A note on theta dependence

TL;DR

This paper explores the theta dependence in quantum field theories, showing that in certain strongly coupled models, the usual 2 pi periodicity can be broken while periodicity under shifts by multiples of 2 pi is maintained, with implications for supersymmetric theories.

Contribution

It provides a simple 2D example demonstrating loss of 2 pi periodicity in theta dependence, extending understanding beyond instanton calculus assumptions.

Findings

2 pi periodicity can be broken in certain models

Observables remain periodic under theta -> theta + 2 k pi for k >= 2

Implications discussed for 4D N=2 supersymmetric gauge theories

Abstract

The dependence on the topological theta angle term in quantum field theory is usually discussed in the context of instanton calculus.

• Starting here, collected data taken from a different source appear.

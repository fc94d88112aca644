use std::io::{Error as IoError, ErrorKind, Read};
use byteorder::{ReadBytesExt, BigEndian};
use thiserror::Error;
use crate::bytecode::{OpCode, Program};

/// "COZP" in ASCII
pub const IMAGE_MAGIC: u32 = 0x434F5A50;
pub const IMAGE_VERSION: u8 = 1;

#[derive(Error, Debug)]
pub enum ParseError {
    #[error("IO error: {0}")]
    IoError(#[from] IoError),

    #[error("Invalid program image: {0}")]
    InvalidFormat(String),

    #[error("Unsupported program image version: {0}")]
    UnsupportedVersion(u8),

    #[error("Invalid token '{token}' on line {line}")]
    InvalidToken { line: usize, token: String },

    #[error("Value {value} on line {line} does not fit in a byte")]
    ByteOutOfRange { line: usize, value: u64 },

    #[error("Unknown opcode {opcode:#04x} at offset {offset}")]
    UnknownOpcode { offset: usize, opcode: u8 },

    #[error("{opcode} at offset {offset} is missing operands")]
    Truncated { offset: usize, opcode: OpCode },

    #[error("Bit group {0} does not fit in three bits")]
    InvalidTriplet(u8),

    #[error("Assembled value {0} does not fit in a byte")]
    TripletOverflow(u16),
}

pub type ParseResult<T> = Result<T, ParseError>;

pub struct Parser;

impl Parser {
    /// Parse a program image from a reader (file, memory buffer, etc.)
    ///
    /// Layout, big endian: magic `u32`, version `u8`, name length `u32`,
    /// name bytes, code length `u32`, code bytes.
    pub fn parse_image<R: Read>(reader: &mut R) -> ParseResult<Program> {
        let magic = reader.read_u32::<BigEndian>()?;
        if magic != IMAGE_MAGIC {
            return Err(ParseError::InvalidFormat("Invalid magic number".to_string()));
        }

        let version = reader.read_u8()?;
        if version != IMAGE_VERSION {
            return Err(ParseError::UnsupportedVersion(version));
        }

        let name_len = reader.read_u32::<BigEndian>()?;
        let name_bytes = Self::read_section(reader, name_len)?;
        let name = String::from_utf8_lossy(&name_bytes).to_string();

        let code_len = reader.read_u32::<BigEndian>()?;
        let code = Self::read_section(reader, code_len)?;

        Ok(Program::from_bytes(&name, code))
    }

    /// Read a length-prefixed section. The buffer grows with the bytes that
    /// actually arrive, so a corrupt length cannot force a huge allocation.
    fn read_section<R: Read>(reader: &mut R, len: u32) -> ParseResult<Vec<u8>> {
        let mut buf = Vec::new();
        reader.by_ref().take(u64::from(len)).read_to_end(&mut buf)?;
        if buf.len() as u64 != u64::from(len) {
            return Err(IoError::new(
                ErrorKind::UnexpectedEof,
                format!("section declares {} bytes, found {}", len, buf.len()),
            )
            .into());
        }
        Ok(buf)
    }

    /// Read raw program bytes until end of input, one byte at a time
    pub fn parse_raw<R: Read>(name: &str, reader: &mut R) -> ParseResult<Program> {
        let mut program = Program::new(name);
        loop {
            match reader.read_u8() {
                Ok(byte) => program.push_byte(byte),
                Err(e) if e.kind() == ErrorKind::UnexpectedEof => break,
                Err(e) => return Err(e.into()),
            }
        }
        Ok(program)
    }

    /// Parse a text listing.
    ///
    /// Tokens are separated by whitespace or commas, `#` starts a comment.
    /// A token is a hex byte (`0x17`), a decimal byte (`23`) or a mnemonic
    /// (`LOAD`, `ADD`, `SAY`, `RET`, any case) standing for its opcode byte.
    pub fn parse_listing(name: &str, source: &str) -> ParseResult<Program> {
        let mut program = Program::new(name);
        for (idx, raw_line) in source.lines().enumerate() {
            let line = idx + 1;
            let code = raw_line.split('#').next().unwrap_or("");
            for token in code.split(|c: char| c.is_whitespace() || c == ',') {
                if token.is_empty() {
                    continue;
                }
                program.push_byte(Self::parse_token(line, token)?);
            }
        }
        Ok(program)
    }

    fn parse_token(line: usize, token: &str) -> ParseResult<u8> {
        if let Some(opcode) = OpCode::ALL
            .iter()
            .find(|op| op.mnemonic().eq_ignore_ascii_case(token))
        {
            return Ok(opcode.to_byte());
        }

        let parsed = match token.strip_prefix("0x").or_else(|| token.strip_prefix("0X")) {
            Some(hex) => u64::from_str_radix(hex, 16),
            None => token.parse::<u64>(),
        };
        let value = parsed.map_err(|_| ParseError::InvalidToken {
            line,
            token: token.to_string(),
        })?;

        u8::try_from(value).map_err(|_| ParseError::ByteOutOfRange { line, value })
    }
}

There the observables are 2 pi periodic, analytic functions of theta. However, in strongly coupled theories, the semi-classical instanton approximation can break down due to infrared divergences. Instances are indeed known where analyticity in theta can be lost, while the 2 pi periodicity is preserved. In this short note we exhibit a simple two dimensional example where the 2 pi periodicity is lost. The observables remain periodic under the transformation theta -> theta + 2 k pi for some k >= 2. We also briefly discuss the case of four dimensional N=2 supersymmetric gauge theories.